I congratulate you on awareness of your ignorance. Spirit is capricious, personal, universal, and indefinable. It can neither be shaped through will nor grasped by reason. It is often spoken of in terms of good or evil, and observation suggests that humans in particular access it through this polarity. It is both the product of and the ground for soul. I understand very little about it.

“You . . .” Rule closed his mouth before he finished that statement—though Sam was probably well aware of what he was thinking. Sam habitually claimed vastly superior understanding of pretty much everything, and not without reason. If the first couple of millennia don’t kill you, you probably do know what you’re talking about most of the time. If the black dragon didn’t understand spirit, who did? Rule kept his voice level. “Do you have a recommendation?”

Several. First, you need spiritual consultants. Dr. Nettie Two Horses is an obvious choice. I suggest you seek others as well. Second, you need to bring Julia Yu to me on the roof of this building. I will ensorcell her and—

The outcry was immediate.

“What?”

“Absolutely not!”

“No one is going to ensorcell my sister.”

“If this is your idea of an expert, Edward, you need to—”

Madame Yu slapped one hand on the table. “Bah! Stop bleating. You dislike the word ‘ensorcell.’ You understand it not at all. It is a tool, like a surgeon’s knife. It works for good or ill depending on the wielder’s intent and skill.”

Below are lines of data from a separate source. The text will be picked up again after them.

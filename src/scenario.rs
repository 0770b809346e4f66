//! Scripted battles.
//!
//! A scenario is a JSON file naming two players, battle settings, and the
//! creatures each player deploys per wave. [`ScenarioRunner`] drives a
//! [`BattleSession`] on simulated time, submitting scripted deployments as
//! soon as each wave opens for drawing.

use std::collections::BTreeMap;
use std::fs;
use std::path::{Path, PathBuf};

use rand::rngs::StdRng;
use rand::{Rng, SeedableRng};
use serde::{Deserialize, Serialize};
use thiserror::Error;
use tracing::debug;

use crate::battle::{BattleId, FinishReason, PlayerId};
use crate::config::{BattleSettings, ConfigError, TerritorialBattleConfig};
use crate::error::BattleError;
use crate::session::{BattleEvent, BattleSession, TickOutcome};
use crate::territory::{
    AggregateControl, Creature, CreatureStats, ElementType, Side, SpecialAbility, check_invariants,
};
use crate::wave::WavePhase;

/// Errors from loading or running a scenario.
#[derive(Debug, Error)]
pub enum ScenarioError {
    /// The file could not be read.
    #[error("failed to read {}: {source}", path.display())]
    Io {
        /// File path.
        path: PathBuf,
        /// Underlying error.
        source: std::io::Error,
    },
    /// The file is not a valid scenario.
    #[error("failed to parse scenario: {0}")]
    Parse(#[from] serde_json::Error),
    /// The scenario's settings are invalid.
    #[error(transparent)]
    Config(#[from] ConfigError),
    /// The battle failed.
    #[error(transparent)]
    Battle(#[from] BattleError),
    /// The battle did not finish within the step limit.
    #[error("battle still running after {steps} steps")]
    Unfinished {
        /// Steps taken.
        steps: u64,
    },
}

/// One creature a player deploys in a given wave.
#[derive(Debug, Clone, PartialEq, Eq, Serialize, Deserialize)]
#[serde(rename_all = "camelCase")]
pub struct ScriptedDeployment {
    /// Wave number, starting at 1.
    pub wave: u32,
    /// Deploying player.
    pub player: PlayerId,
    /// Target lane.
    pub lane: usize,
    /// Creature to deploy.
    pub creature: Creature,
}

/// A forfeit at a fixed point in the battle.
#[derive(Debug, Clone, PartialEq, Eq, Serialize, Deserialize)]
#[serde(rename_all = "camelCase")]
pub struct ScriptedForfeit {
    /// Forfeiting player.
    pub player: PlayerId,
    /// Wave in which to forfeit.
    pub wave: u32,
    /// Delay after the wave starts.
    #[serde(default)]
    pub after_ms: u64,
}
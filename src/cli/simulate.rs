//! Simulate command implementation.

use super::output::format_report_text;
use super::{CliError, OutputFormat};
use std::io::{self, Write};
use std::path::PathBuf;
use tracing::info;
use wavebattle::BattleSettings;
use wavebattle::registry::{EventSink, JsonLinesSink};
use wavebattle::scenario::{Scenario, ScenarioRunner};

/// Execute the simulate command.
///
/// # Errors
///
/// Returns an error if the scenario or settings cannot be loaded, or the
/// battle fails.
pub(crate) fn execute(
    scenario: PathBuf,
    config: Option<PathBuf>,
    format: OutputFormat,
    events: bool,
) -> Result<(), CliError> {
    let mut script = Scenario::load(&scenario)?;
    match config {
        Some(path) => script.settings = BattleSettings::load(Some(&path))?,
        None => {
            script.settings.apply_env(|var| std::env::var(var).ok())?;
            script.settings.validate()?;
        }
    }

    info!(
        scenario = %script.name,
        waves = script.settings.battle.wave_count,
        lanes = script.settings.battle.lane_count,
        "simulating"
    );

    let report = if events {
        let sink = JsonLinesSink::new(io::stdout());
        let mut runner = ScenarioRunner::new(script)?;
        let battle = runner.session().battle().id;
        while !runner.is_finished() {
            let outcome = runner.step()?;
            sink.publish(battle, &outcome.events);
        }
        sink.into_inner().flush()?;
        runner.report()
    } else {
        ScenarioRunner::new(script)?.run_to_end()?
    };

    match format {
        OutputFormat::Text => print!("{}", format_report_text(&report)),
        OutputFormat::Json => println!("{}", serde_json::to_string_pretty(&report)?),
    }

    Ok(())
}
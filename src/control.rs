//! Lane control updates driven by creature presence.
//!
//! Presence of a side in a lane is the sum of `health * attack` over its live
//! creatures. Each update moves at most `max_shift_per_tick_bp` towards the
//! stronger side, scaled by how lopsided presence is. Gains come out of
//! neutral ground first, then out of the opponent's share. A lane reaching
//! full control closes for the rest of the battle.

use crate::config::ControlConfig;
use crate::territory::{
    Control, CreatureId, CreatureInLane, FULL_CONTROL_BP, LaneState, Side, TerritoryState,
};

/// Combined strength of `side`'s live creatures in `lane`.
#[must_use]
pub fn presence(lane: &LaneState, side: Side) -> u64 {
    lane.live_creatures(side)
        .map(|c| u64::from(c.health) * u64::from(c.stats.attack))
        .sum()
}

/// Basis points gained by the stronger side for one update.
#[must_use]
pub fn control_shift(stronger: u64, weaker: u64, max_shift_bp: u16) -> u16 {
    if stronger <= weaker {
        return 0;
    }
    let numerator = u128::from(max_shift_bp) * u128::from(stronger - weaker);
    let denominator = u128::from(stronger) + u128::from(weaker);
    u16::try_from(numerator / denominator).unwrap_or(max_shift_bp)
}

/// A lane that reached full control during an update.
#[derive(Debug, Clone, PartialEq)]
pub struct LaneCapture {
    /// Lane index.
    pub lane: usize,
    /// Side that captured it.
    pub side: Side,
    /// Creatures removed from the battlefield.
    pub removed: Vec<CreatureId>,
    /// Creatures moved to another open lane, with their new lane.
    pub relocated: Vec<(CreatureId, usize)>,
}

/// Update one lane's control from current presence.
///
/// Returns the evicted creatures when the lane closes. Closed lanes and
/// lanes with equal presence are left as they are.
pub fn update_lane_control(
    lane: &mut LaneState,
    config: &ControlConfig,
) -> Option<(Side, Vec<CreatureInLane>)> {
    lane.refresh_contested();
    if lane.closed {
        return None;
    }
    let p1 = presence(lane, Side::Player1);
    let p2 = presence(lane, Side::Player2);
    let (gainer, strong, weak) = match p1.cmp(&p2) {
        std::cmp::Ordering::Greater => (Side::Player1, p1, p2),
        std::cmp::Ordering::Less => (Side::Player2, p2, p1),
        std::cmp::Ordering::Equal => return None,
    };
    let shift = control_shift(strong, weak, config.max_shift_per_tick_bp);
    if shift == 0 {
        return None;
    }

    let neutral = lane.neutral_bp();
    let gained = lane.control(gainer).basis_points();
    let lost = lane.control(gainer.opponent()).basis_points();
    let from_neutral = shift.min(neutral);
    let from_opponent = (shift - from_neutral).min(lost);
    let gained = Control::from_basis_points(gained + from_neutral + from_opponent)
        .unwrap_or(Control::FULL);
    let lost = Control::from_basis_points(lost - from_opponent).unwrap_or(Control::NONE);

    let applied = match gainer {
        Side::Player1 => lane.set_control(gained, lost),
        Side::Player2 => lane.set_control(lost, gained),
    };
    debug_assert!(applied, "control shift kept lane within bounds");

    if gained.basis_points() == FULL_CONTROL_BP {
        Some((gainer, lane.close()))
    } else {
        None
    }
}

/// Update every lane, close captured lanes and refresh the aggregate.
///
/// With `cross_lane` set, the capturing side's evicted creatures move to the
/// nearest open lane (ties go to the lower index); everything else evicted
/// leaves the battlefield.
pub fn update_territory(
    state: &mut TerritoryState,
    config: &ControlConfig,
    cross_lane: bool,
    now_ms: u64,
) -> Vec<LaneCapture> {
    let mut closed = Vec::new();
    for lane in &mut state.lanes {
        if let Some((side, evicted)) = update_lane_control(lane, config) {
            closed.push((lane.lane_index, side, evicted));
        }
    }

    let mut captures = Vec::with_capacity(closed.len());
    for (lane_index, side, evicted) in closed {
        let mut capture = LaneCapture {
            lane: lane_index,
            side,
            removed: Vec::new(),
            relocated: Vec::new(),
        };
        for creature in evicted {
            let target = if cross_lane && creature.owner == side && creature.is_alive() {
                nearest_open_lane(&state.lanes, lane_index)
            } else {
                None
            };
            match target {
                Some(to) => {
                    capture.relocated.push((creature.id, to));
                    let id = creature.id;
                    if state.lanes[to].insert(creature).is_err() {
                        capture.relocated.pop();
                        capture.removed.push(id);
                    }
                }
                None => capture.removed.push(creature.id),
            }
        }
        captures.push(capture);
    }

    state.recompute_aggregate();
    state.timestamp = state.timestamp.max(now_ms);
    captures
}

/// Nearest open lane to `from`, ties to the lower index.
#[must_use]
pub fn nearest_open_lane(lanes: &[LaneState], from: usize) -> Option<usize> {
    lanes
        .iter()
        .filter(|lane| !lane.closed)
        .map(|lane| lane.lane_index)
        .min_by_key(|&index| (index.abs_diff(from), index))
}
//! Wavebattle CLI - run, stress and watch territorial wave battles.

// Allow print in the CLI binary
#![allow(clippy::print_stdout, clippy::print_stderr)]

mod cli;

use clap::{Parser, Subcommand};
use std::process::ExitCode;
use tracing_subscriber::EnvFilter;

/// Wavebattle - a territorial wave battle engine
#[derive(Parser, Debug)]
#[command(name = "wavebattle")]
#[command(author, version, about, long_about = None)]
struct Args {
    #[command(subcommand)]
    command: Commands,
}

/// Available commands
#[derive(Subcommand, Debug)]
enum Commands {
    /// Run a scripted battle to completion
    Simulate {
        /// Scenario JSON file
        #[arg(required = true)]
        scenario: std::path::PathBuf,

        /// Settings file overriding the scenario's settings
        #[arg(short, long)]
        config: Option<std::path::PathBuf>,

        /// Output format: text or json
        #[arg(short, long, default_value = "text")]
        format: cli::OutputFormat,

        /// Print every event as a JSON line while the battle runs
        #[arg(short, long)]
        events: bool,
    },

    /// Run many randomized battles in parallel and aggregate results
    Stress {
        /// Number of battles to run (default: 1000)
        #[arg(short, long, default_value = "1000")]
        games: u64,

        /// Starting seed (increments for each battle)
        #[arg(short, long)]
        seed: Option<u64>,

        /// Parallel threads (default: CPU count)
        #[arg(short = 'j', long)]
        threads: Option<usize>,

        /// Output format: text or json
        #[arg(short, long, default_value = "text")]
        format: cli::OutputFormat,

        /// Show progress bar
        #[arg(short, long)]
        progress: bool,
    },

    /// Interactive TUI to watch a scripted battle
    Watch {
        /// Scenario JSON file
        #[arg(required = true)]
        scenario: std::path::PathBuf,

        /// Delay between ticks in milliseconds (default: 100)
        #[arg(long, default_value = "100")]
        speed: u64,
    },

    /// Load and check a settings file
    ValidateConfig {
        /// Settings JSON file (default: built-in settings)
        path: Option<std::path::PathBuf>,
    },
}

fn init_tracing(default: &str) {
    let filter = EnvFilter::try_from_default_env().unwrap_or_else(|_| EnvFilter::new(default));
    tracing_subscriber::fmt()
        .with_env_filter(filter)
        .with_writer(std::io::stderr)
        .with_target(false)
        .init();
}

fn main() -> ExitCode {
    let args = Args::parse();

    // Log lines would tear the TUI; keep it quiet unless RUST_LOG asks.
    let default_filter = match args.command {
        Commands::Watch { .. } => "off",
        Commands::Stress { .. } => "warn",
        _ => "info",
    };
    init_tracing(default_filter);

    let result = match args.command {
        Commands::Simulate {
            scenario,
            config,
            format,
            events,
        } => cli::simulate::execute(scenario, config, format, events),

        Commands::Stress {
            games,
            seed,
            threads,
            format,
            progress,
        } => cli::stress::execute(games, seed, threads, format, progress),

        Commands::Watch { scenario, speed } => cli::watch::execute(scenario, speed),

        Commands::ValidateConfig { path } => cli::validate::execute(path),
    };

    match result {
        Ok(()) => ExitCode::SUCCESS,
        Err(e) => {
            eprintln!("Error: {e}");
            ExitCode::FAILURE
        }
    }
}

Sam’s chill mental voice took over.
The surgical analogy is appropriate, although in this instance I would liken ensorcellment more to the anesthetic than to the knife. I propose to perform what you may think of as delicate and complex mental surgery on Julia. Without ensorcellment, this would be as brutal as if a cardiac surgeon were to cut open a patient without benefit of anesthesia and saw through his ribs to gain access to his heart. Even if the patient did not die from shock, his screams and writhings would render a successful outcome unlikely.

That brought a few moments of profound silence. Edward broke it. “If Julia’s memory is gone or—or whatever, what good will this surgery do?”

Julia’s condition is fragile. Dr. Babbitt is aware of this. He makes several errors, but his observational skill is sufficient for him to recognize what I perceive more directly. He intends to propose that she be incarcerated in a facility where her environment can be regulated in an attempt to shield her from some of the shocks of adapting to a time, place, body, and people she does not recognize or understand.